-- EXERCISE AIM --
Which lines in the records below include the word "contains"? Report each of them in full.

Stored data
__________
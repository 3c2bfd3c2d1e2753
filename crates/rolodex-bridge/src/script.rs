//! AppleScript sources for each directory operation.
//!
//! Every read-oriented script emits the same tab-separated row layout so
//! one decode path in `rolodex_core::codec` serves all of them. Every
//! caller-supplied value is routed through `codec::escape` before
//! interpolation; that is the only defense against script injection.

use rolodex_core::codec::escape;
use rolodex_core::{ContactUpdate, NewContact};

/// In-script deadline for the phone-lookup scan, which may visit every
/// entry in the directory.
pub const LOOKUP_SCRIPT_TIMEOUT_SECS: u64 = 300;

/// Extracts one person's fields into `recordLine`, tab-joined in the fixed
/// row order. Loop variables are named so the fragment can sit inside the
/// phone-lookup scan, whose outer loop owns `ph`.
const PERSON_ROW: &str = r#"set contactId to id of p
set firstName to first name of p
set lastName to last name of p
set orgName to organization of p
set jobTitleVal to job title of p
set noteVal to note of p
set birthdayVal to ""
try
    set birthdayVal to birth date of p as string
end try
set emailList to ""
repeat with eml in emails of p
    if emailList is not "" then set emailList to emailList & ";;;"
    set emailList to emailList & (value of eml)
end repeat
set phoneList to ""
repeat with phn in phones of p
    if phoneList is not "" then set phoneList to phoneList & ";;;"
    set phoneList to phoneList & (value of phn)
end repeat
set addrList to ""
repeat with adr in addresses of p
    if addrList is not "" then set addrList to addrList & ";;;"
    set addrParts to ""
    try
        set addrParts to (street of adr) & ", " & (city of adr) & ", " & (state of adr) & " " & (zip of adr) & ", " & (country of adr)
    end try
    set addrList to addrList & addrParts
end repeat
set recordLine to contactId & tab & firstName & tab & lastName & tab & orgName & tab & jobTitleVal & tab & noteVal & tab & birthdayVal & tab & emailList & tab & phoneList & tab & addrList"#;

fn person_row(indent: &str) -> String {
    PERSON_ROW
        .lines()
        .map(|line| format!("{indent}{line}"))
        .collect::<Vec<_>>()
        .join("\n")
}

pub fn list_contacts(limit: usize) -> String {
    format!(
        r#"tell application "Contacts"
    set output to ""
    set contactCount to 0
    repeat with p in people
        if contactCount >= {limit} then exit repeat
{row}
        if output is not "" then set output to output & linefeed
        set output to output & recordLine
        set contactCount to contactCount + 1
    end repeat
    return output
end tell"#,
        limit = limit,
        row = person_row("        "),
    )
}

pub fn search_contacts(query: &str) -> String {
    format!(
        r#"tell application "Contacts"
    set output to ""
    set matchedPeople to (every person whose name contains "{query}")
    repeat with p in matchedPeople
{row}
        if output is not "" then set output to output & linefeed
        set output to output & recordLine
    end repeat
    return output
end tell"#,
        query = escape(query),
        row = person_row("        "),
    )
}

/// Lookup by id. The `try` block collapses the application's own
/// not-found failure into empty output.
pub fn get_contact(id: &str) -> String {
    format!(
        r#"tell application "Contacts"
    try
        set p to first person whose id is "{id}"
{row}
        return recordLine
    on error
        return ""
    end try
end tell"#,
        id = escape(id),
        row = person_row("        "),
    )
}

/// Construct-with-properties listing only the supplied fields, optional
/// email/phone attachments, then save. Returns the new id. Assumes the
/// draft passed `NewContact::validate`.
pub fn create_contact(new: &NewContact) -> String {
    let mut props = Vec::new();
    if let Some(value) = non_empty(&new.first_name) {
        props.push(format!("first name:\"{}\"", escape(value)));
    }
    if let Some(value) = non_empty(&new.last_name) {
        props.push(format!("last name:\"{}\"", escape(value)));
    }
    if let Some(value) = non_empty(&new.organization) {
        props.push(format!("organization:\"{}\"", escape(value)));
    }
    if let Some(value) = non_empty(&new.job_title) {
        props.push(format!("job title:\"{}\"", escape(value)));
    }

    let mut body = vec![format!(
        "    set newPerson to make new person with properties {{{}}}",
        props.join(", ")
    )];
    if let Some(value) = non_empty(&new.email) {
        body.push(format!(
            "    make new email at end of emails of newPerson with properties {{label:\"work\", value:\"{}\"}}",
            escape(value)
        ));
    }
    if let Some(value) = non_empty(&new.phone) {
        body.push(format!(
            "    make new phone at end of phones of newPerson with properties {{label:\"mobile\", value:\"{}\"}}",
            escape(value)
        ));
    }
    body.push("    save".to_string());
    body.push("    return id of newPerson".to_string());

    format!(
        "tell application \"Contacts\"\n{}\nend tell",
        body.join("\n")
    )
}

/// One assignment per supplied field inside a lookup-then-save block.
/// Returns `None` when no field is supplied; no script should run at all
/// in that case.
pub fn update_contact(id: &str, update: &ContactUpdate) -> Option<String> {
    let mut assignments = Vec::new();
    if let Some(value) = &update.first_name {
        assignments.push(format!("set first name of p to \"{}\"", escape(value)));
    }
    if let Some(value) = &update.last_name {
        assignments.push(format!("set last name of p to \"{}\"", escape(value)));
    }
    if let Some(value) = &update.organization {
        assignments.push(format!("set organization of p to \"{}\"", escape(value)));
    }
    if let Some(value) = &update.job_title {
        assignments.push(format!("set job title of p to \"{}\"", escape(value)));
    }

    if assignments.is_empty() {
        return None;
    }

    let assignments = assignments
        .iter()
        .map(|line| format!("        {line}"))
        .collect::<Vec<_>>()
        .join("\n");

    Some(format!(
        r#"tell application "Contacts"
    try
        set p to first person whose id is "{id}"
{assignments}
        save
        return "true"
    on error
        return "false"
    end try
end tell"#,
        id = escape(id),
        assignments = assignments,
    ))
}

pub fn delete_contact(id: &str) -> String {
    format!(
        r#"tell application "Contacts"
    try
        set p to first person whose id is "{id}"
        delete p
        save
        return "true"
    on error
        return "false"
    end try
end tell"#,
        id = escape(id),
    )
}

pub fn list_groups() -> String {
    r#"tell application "Contacts"
    set output to ""
    repeat with g in groups
        set recordLine to (id of g) & tab & (name of g) & tab & (count of people of g)
        if output is not "" then set output to output & linefeed
        set output to output & recordLine
    end repeat
    return output
end tell"#
        .to_string()
}

/// Members of a group looked up by exact name; group-not-found collapses
/// to empty output.
pub fn group_members(group_name: &str) -> String {
    format!(
        r#"tell application "Contacts"
    set output to ""
    try
        set g to first group whose name is "{name}"
        repeat with p in people of g
{row}
            if output is not "" then set output to output & linefeed
            set output to output & recordLine
        end repeat
    end try
    return output
end tell"#,
        name = escape(group_name),
        row = person_row("            "),
    )
}

/// Linear scan over every entry's phone values, returning the first row
/// whose raw value contains the digit suffix. Stored numbers keep mixed
/// international formatting, hence the substring test.
pub fn lookup_by_phone(suffix: &str) -> String {
    format!(
        r#"with timeout of {secs} seconds
    tell application "Contacts"
        repeat with p in people
            repeat with ph in phones of p
                if value of ph contains "{suffix}" then
{row}
                    return recordLine
                end if
            end repeat
        end repeat
        return ""
    end tell
end timeout"#,
        secs = LOOKUP_SCRIPT_TIMEOUT_SECS,
        suffix = escape(suffix),
        row = person_row("                    "),
    )
}

/// Cheap access probe; counting people fails with an Apple-events error
/// when access is not granted.
pub fn authorization_probe() -> String {
    r#"tell application "Contacts"
    return count of people
end tell"#
        .to_string()
}

fn non_empty(value: &Option<String>) -> Option<&str> {
    value.as_deref().filter(|v| !v.is_empty())
}
//! Line-oriented terminal front-end.
//!
//! Reads participant input, turns it into controller [`Action`]s, and prints
//! the screen for the resulting phase. Holds no session state of its own.

mod render;

use std::{
    io::{self, BufRead, Write},
    thread,
    time::Duration,
};

use crate::controller::{Action, Controller, ControllerError, Outcome, ValidationError};
use crate::model::Phase;

/// What one read from the input amounts to.
enum Input {
    /// A finished answer: `None` keeps the draft as it is.
    Answer(Option<String>),
    Clear,
    Reset,
    Quit,
}

/// Runs the questionnaire until the participant quits or input ends.
pub fn run<R: BufRead, W: Write>(
    controller: &mut Controller<'_>,
    mut input: R,
    mut out: W,
    pacing: Duration,
) -> io::Result<()> {
    loop {
        match controller.phase() {
            Phase::Intro => {
                write!(out, "{}", render::intro(controller.session().rounds()))?;
                out.flush()?;
                let Some(line) = read_line(&mut input)? else {
                    return Ok(());
                };
                match line.trim() {
                    "q" | "quit" | ":quit" => return Ok(()),
                    _ => {
                        apply(controller, Action::ConfirmStart, &mut out)?;
                    }
                }
            }
            Phase::Active(_) => {
                let scenario = match controller.current_scenario() {
                    Ok(s) => s,
                    Err(e) => {
                        // Only reachable with an inconsistent book.
                        writeln!(out, "! {e}")?;
                        apply(controller, Action::Reset, &mut out)?;
                        continue;
                    }
                };
                write!(
                    out,
                    "{}",
                    render::round(
                        scenario,
                        controller.session().rounds(),
                        controller.session().draft()
                    )
                )?;
                out.flush()?;

                match read_answer(&mut input)? {
                    None | Some(Input::Quit) => return Ok(()),
                    Some(Input::Reset) => {
                        apply(controller, Action::Reset, &mut out)?;
                    }
                    Some(Input::Clear) => {
                        apply(controller, Action::Edit(String::new()), &mut out)?;
                    }
                    Some(Input::Answer(text)) => {
                        if let Some(text) = text {
                            apply(controller, Action::Edit(text), &mut out)?;
                        }
                        let recorded = apply(controller, Action::Submit, &mut out)?;
                        if recorded && !pacing.is_zero() {
                            writeln!(out, "Running the simulation...")?;
                            out.flush()?;
                            thread::sleep(pacing);
                        }
                    }
                }
            }
            Phase::Finished => {
                write!(out, "{}", render::finished(controller.session()))?;
                out.flush()?;
                let Some(line) = read_line(&mut input)? else {
                    return Ok(());
                };
                let action = match line.trim() {
                    "e" | "export" => Action::Export,
                    "r" | "reset" => Action::Reset,
                    "l" | "log" => {
                        write!(out, "{}", render::log(controller.session())?)?;
                        continue;
                    }
                    "q" | "quit" => return Ok(()),
                    other => {
                        writeln!(out, "Unknown choice '{other}'.")?;
                        continue;
                    }
                };
                apply(controller, action, &mut out)?;
            }
        }
    }
}

/// Apply an action and print its outcome. Returns whether it was accepted.
///
/// Controller errors are shown to the participant and never end the session.
fn apply<W: Write>(
    controller: &mut Controller<'_>,
    action: Action,
    out: &mut W,
) -> io::Result<bool> {
    match controller.handle(action) {
        Ok(Outcome::Exported(report)) => {
            write!(out, "{}", render::report(&report))?;
            Ok(true)
        }
        Ok(Outcome::Recorded { round, next }) => {
            writeln!(out, "Round {round} recorded. Next: {next}.")?;
            Ok(true)
        }
        Ok(Outcome::Reset) => {
            writeln!(out, "Starting over.")?;
            Ok(true)
        }
        Ok(Outcome::Started | Outcome::DraftUpdated) => Ok(true),
        Err(ControllerError::Validation(ValidationError::EmptyResponse)) => {
            writeln!(out, "! empty response: write something before submitting.")?;
            Ok(false)
        }
        Err(e) => {
            writeln!(out, "! {e}")?;
            Ok(false)
        }
    }
}

/// Read one line without its terminator. `None` at end of input.
fn read_line<R: BufRead>(input: &mut R) -> io::Result<Option<String>> {
    let mut line = String::new();
    if input.read_line(&mut line)? == 0 {
        return Ok(None);
    }
    let trimmed = line.trim_end_matches(['\n', '\r']).len();
    line.truncate(trimmed);
    Ok(Some(line))
}

/// Collect answer lines up to a lone `.`, or a command on a line of its own.
fn read_answer<R: BufRead>(input: &mut R) -> io::Result<Option<Input>> {
    let mut lines: Vec<String> = Vec::new();
    while let Some(line) = read_line(input)? {
        match line.trim() {
            "." if lines.is_empty() => return Ok(Some(Input::Answer(None))),
            "." => return Ok(Some(Input::Answer(Some(lines.join("\n"))))),
            ":clear" => return Ok(Some(Input::Clear)),
            ":reset" => return Ok(Some(Input::Reset)),
            ":quit" => return Ok(Some(Input::Quit)),
            _ => lines.push(line),
        }
    }
    Ok(None)
}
__________
-- ANSWER SPACE --
    set matchedPeople to (every person whose name contains "{query}")
/// whose raw value contains the digit suffix. Stored numbers keep mixed
                if value of ph contains "{suffix}" then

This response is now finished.